“Halifax introduced me to lesbian feminism, to lesbian activism, the peace movement,” says Marusya Bociurkiw (BFA ‘81). “There was a lot going on—the 80s were a high point of activism in Canada, across many movements, and a lot of it hasn’t been documented in a way that’s accessible for younger generations.”
Bociurkiw has changed that with Analogue Revolution: How Feminist Media Changed the World, making its world premiere at the Atlantic International Film Festival on Friday, September 15. Part of Bociurkiw’s three-year investigation “The Personal is Digital: Remediating and Digitizing Canada’s Intergenerational Feminist & Queer Media Heritage”—a project funded by an Insight Grant from the Social Sciences and Humanities Research Council of Canada—Analogue traces the deep history of feminist newspapers, radio shows, film collectives, and movements.

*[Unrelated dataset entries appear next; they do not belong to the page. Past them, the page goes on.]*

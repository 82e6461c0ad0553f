use std::collections::HashMap;

use chrono::{DateTime, Utc};
use serde::{Deserialize, Serialize};
use uuid::Uuid;

/// Per-user accumulated state across one or more pipeline runs.
///
/// Holds the text each stage produced, keyed by the stage's output-key.
/// Created on first contact per user, process lifetime only.
#[derive(Debug, Clone, Serialize, Deserialize)]
pub struct SessionState {
    /// Unique session identifier
    pub id: String,

    /// The user this session belongs to
    pub user_id: String,

    /// Stage outputs, keyed by output-key
    pub outputs: HashMap<String, String>,

    /// When the session was created
    pub created_at: DateTime<Utc>,

    /// When the session was last updated
    pub updated_at: DateTime<Utc>,
}

impl SessionState {
    /// Create an empty session with the given id.
    pub fn new(id: impl Into<String>, user_id: impl Into<String>) -> Self {
        let now = Utc::now();
        Self {
            id: id.into(),
            user_id: user_id.into(),
            outputs: HashMap::new(),
            created_at: now,
            updated_at: now,
        }
    }

    /// Allocate a fresh session id.
    pub fn allocate_id() -> String {
        format!("session_{}", Uuid::new_v4())
    }

    /// Record a stage output under its output-key, overwriting any prior value.
    pub fn record(&mut self, key: impl Into<String>, text: impl Into<String>) {
        self.outputs.insert(key.into(), text.into());
        self.updated_at = Utc::now();
    }

    /// Look up a recorded output by output-key.
    pub fn output(&self, key: &str) -> Option<&str> {
        self.outputs.get(key).map(|s| s.as_str())
    }
}

#[cfg(test)]
mod tests {
    use super::*;

    #[test]
    fn record_overwrites_prior_value() {
        let mut session = SessionState::new("session_1", "u1");
        session.record("code_solution", "first");
        session.record("code_solution", "second");
        assert_eq!(session.output("code_solution"), Some("second"));
    }

    #[test]
    fn allocated_ids_are_unique_and_prefixed() {
        let a = SessionState::allocate_id();
        let b = SessionState::allocate_id();
        assert_ne!(a, b);
        assert!(a.starts_with("session_"));
    }
}
use tokio::sync::mpsc;

use crate::pipeline::StageStatus;

/// Events emitted during a pipeline run.
///
/// Consumers receive these through [`RunHandle::next_event()`](crate::RunHandle::next_event).
#[derive(Debug)]
pub enum Event {
    /// A stage moved to a new status
    StageStatusChanged {
        stage_name: String,
        status: StageStatus,
    },
    /// A stage started generating
    StageStarted {
        stage_name: String,
        output_key: String,
    },
    /// A stage finished and its output was recorded
    StageCompleted {
        stage_name: String,
        output_preview: String,
    },
    /// Session state was saved to the store
    SessionSaved { session_id: String },
    /// The entire run completed
    RunCompleted { status: RunStatus },
}

/// Status of a completed run
#[derive(Debug, Clone)]
pub enum RunStatus {
    Success,
    Failed { error: String },
}

/// Sender for run events.
///
/// Wraps a `tokio::sync::mpsc::Sender<Event>` with convenience methods.
/// If constructed with `noop()`, all sends are silently dropped.
#[derive(Clone)]
pub struct EventSender {
    inner: Option<mpsc::Sender<Event>>,
}

impl EventSender {
    pub fn new(sender: mpsc::Sender<Event>) -> Self {
        Self {
            inner: Some(sender),
        }
    }

    /// Create a no-op sender that silently drops all events.
    pub fn noop() -> Self {
        Self { inner: None }
    }

    /// Emit an event (best-effort, drops on backpressure).
    pub fn emit(&self, event: Event) {
        if let Some(ref sender) = self.inner {
            let _ = sender.try_send(event);
        }
    }

    /// Returns true if this sender is connected (not noop).
    pub fn is_active(&self) -> bool {
        self.inner.is_some()
    }
}
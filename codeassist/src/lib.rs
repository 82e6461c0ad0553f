mod assistant;
pub mod builder;
pub mod capability;
pub mod config;
pub mod error;
pub mod event;
pub mod llm;
pub mod pipeline;
pub mod run_handle;
pub mod session;

pub use assistant::CodeAssist;
pub use builder::CodeAssistBuilder;
pub use capability::{Capability, CapabilityRegistry, WebSearchCapability};
pub use config::AppConfig;
pub use error::CodeAssistError;
pub use event::{Event, EventSender, RunStatus};
pub use llm::{AnthropicProvider, GeminiProvider, LlmProvider};
pub use pipeline::{
    FALLBACK_MESSAGE, Pipeline, PromptBuilder, Stage, StageContext, StageStatus, execute_pipeline,
};
pub use run_handle::{RunHandle, RunOutput};
pub use session::{MemoryStore, SessionRegistry, SessionState, SessionStore};
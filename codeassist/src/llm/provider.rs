use anyhow::Result;
use async_trait::async_trait;

use crate::capability::Capability;

/// Trait for text-generation providers.
///
/// The pipeline treats a provider as an opaque synchronous function from
/// (instruction, prompt, declared capabilities) to generated text. How the
/// provider honors the capability declarations — server-side search, client
/// tools, or ignoring them — is its own business.
#[async_trait]
pub trait LlmProvider: Send + Sync {
    /// Generate text for a single stage invocation.
    ///
    /// `instruction` is the stage's system prompt, `prompt` the user prompt
    /// assembled from the query and prior stage outputs.
    async fn generate(
        &self,
        instruction: &str,
        prompt: &str,
        capabilities: &[&dyn Capability],
    ) -> Result<String>;

    /// Get the provider name
    fn name(&self) -> &str;
}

The filmmaker’s own history begins in 1979 via her BFA at NSCAD, “thanks to H.W. Janson, the author of The History of Art, the 800-page tome we had to purchase for art history,” she says. “At the time, there was not a single woman in the entire 800 pages. So I decided to start a woman’s file. I knew nothing of archiving—I think it was just a collection of clippings about women artists. Then I became part of the Women’s Committee at NSCAD; I’d never seen women like that before, they were fearless. It was a very impressive group.”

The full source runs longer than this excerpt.